── PROVIDED RECORDS
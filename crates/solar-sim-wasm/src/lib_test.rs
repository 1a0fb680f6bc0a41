use combat::{BehaviorKind, TeamId};
use nalgebra::Point3;
use solar_sim::{AgentSpawn, BodySpawn, SimConfig, Simulation};

use super::*;

fn ship_input(kind: BehaviorKind) -> ShipInput {
    ShipInput {
        kind,
        position: [1.0, 2.0, 3.0],
        team: None,
        ammunition: None,
        health: None,
        volley_size: None,
        spread_arc: None,
        fire_rate: None,
    }
}

#[test]
fn test_planet_input_becomes_planet_spawn() {
    let input = PlanetInput {
        position: [0.0, 0.0, -10.0],
        size_multiplier: 2.0,
        velocity: [0.0, 1.0, 0.0],
    };

    let spawn = BodySpawn::from(&input);

    assert_eq!(spawn.mass, BodySpawn::PLANET_MASS);
    assert_eq!(spawn.radius, 2.0);
    assert_eq!(spawn.position, Point3::new(0.0, 0.0, -10.0));
    assert_eq!(spawn.velocity.y, 1.0);
}

#[test]
fn test_ship_input_carries_overrides() {
    let mut input = ship_input(BehaviorKind::Cruiser);
    input.team = Some(3);
    input.volley_size = Some(4);
    input.ammunition = Some(AmmunitionKind::Bullet);

    let spawn = AgentSpawn::from(&input);

    assert_eq!(spawn.kind, BehaviorKind::Cruiser);
    assert_eq!(spawn.position, Point3::new(1.0, 2.0, 3.0));
    assert_eq!(spawn.team, Some(TeamId(3)));
    assert_eq!(spawn.volley_size, Some(4));
    assert_eq!(spawn.ammunition, Some(AmmunitionKind::Bullet));
    assert_eq!(spawn.health, None);
}

#[test]
fn test_ship_snapshot_reports_model_and_state() {
    let mut sim = Simulation::new(SimConfig::default()).unwrap();
    let id = sim.spawn_agent(AgentSpawn::from(&ship_input(BehaviorKind::Carrier))).unwrap();

    let snapshot = ShipSnapshot::from(sim.agent(id).unwrap());

    assert_eq!(snapshot.model, "carrier");
    assert_eq!(snapshot.scale, 20.0);
    assert_eq!(snapshot.state, ShipState::Loading);
    assert_eq!(snapshot.orientation, [0.0, 0.0, 0.0, 1.0]);
    assert_eq!(snapshot.health, 1000.0);
    assert_eq!(snapshot.target, None);
}

#[test]
fn test_frame_snapshot_tags_collision_explosions() {
    let mut sim = Simulation::new(SimConfig::default()).unwrap();
    sim.spawn_body(BodySpawn::planet(Point3::origin(), 1.0)).unwrap();
    sim.spawn_body(BodySpawn::planet(Point3::new(1.5, 0.0, 0.0), 1.0)).unwrap();

    let report = sim.advance(1.0 / 60.0).unwrap();
    let snapshot = FrameSnapshot::from(&report);

    assert_eq!(snapshot.events.len(), 3);
    assert_eq!(snapshot.events[0], EventSnapshot::BodyDestroyed { body: 0 });
    assert_eq!(snapshot.events[1], EventSnapshot::BodyDestroyed { body: 1 });
    assert!(matches!(
        snapshot.events[2],
        EventSnapshot::Explosion { cause: "collision", .. }
    ));
}

#[test]
fn test_projectiles_are_listed_per_owner() {
    let mut config = SimConfig::default();
    config.combat.instant_load = true;
    let mut sim = Simulation::new(config).unwrap();
    sim.spawn_agent(AgentSpawn::new(BehaviorKind::Cruiser, Point3::origin())).unwrap();
    sim.spawn_agent(AgentSpawn::new(BehaviorKind::Fighter, Point3::new(0.0, 0.0, 500.0)))
        .unwrap();

    sim.advance(0.01).unwrap();
    let projectiles = projectile_snapshots(sim.agents());

    assert_eq!(projectiles.iter().filter(|p| p.owner == 0).count(), 2);
    assert_eq!(projectiles.iter().filter(|p| p.owner == 1).count(), 1);
    assert!(projectiles.iter().filter(|p| p.owner == 0).all(|p| p.model == "missile"));
}

#[test]
fn test_placement_distances_by_target() {
    let planet = PlacementInput {
        origin: [0.0, 0.0, 0.0],
        direction: [0.0, 0.0, -2.0],
        target: PlacementTarget::Planet,
        distance: None,
    };
    assert_eq!(placement(&planet), [0.0, 0.0, -10.0]);

    let ship = PlacementInput {
        target: PlacementTarget::Ship,
        ..planet.clone()
    };
    assert_eq!(placement(&ship), [0.0, 0.0, -1000.0]);

    let custom = PlacementInput {
        distance: Some(3.0),
        ..planet
    };
    assert_eq!(placement(&custom), [0.0, 0.0, -3.0]);
}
────
REQUIRED WORK:
Nothing but a number is expected here: say how many lines in the material hold "position".

OUTPUT OF THE EXERCISE:
4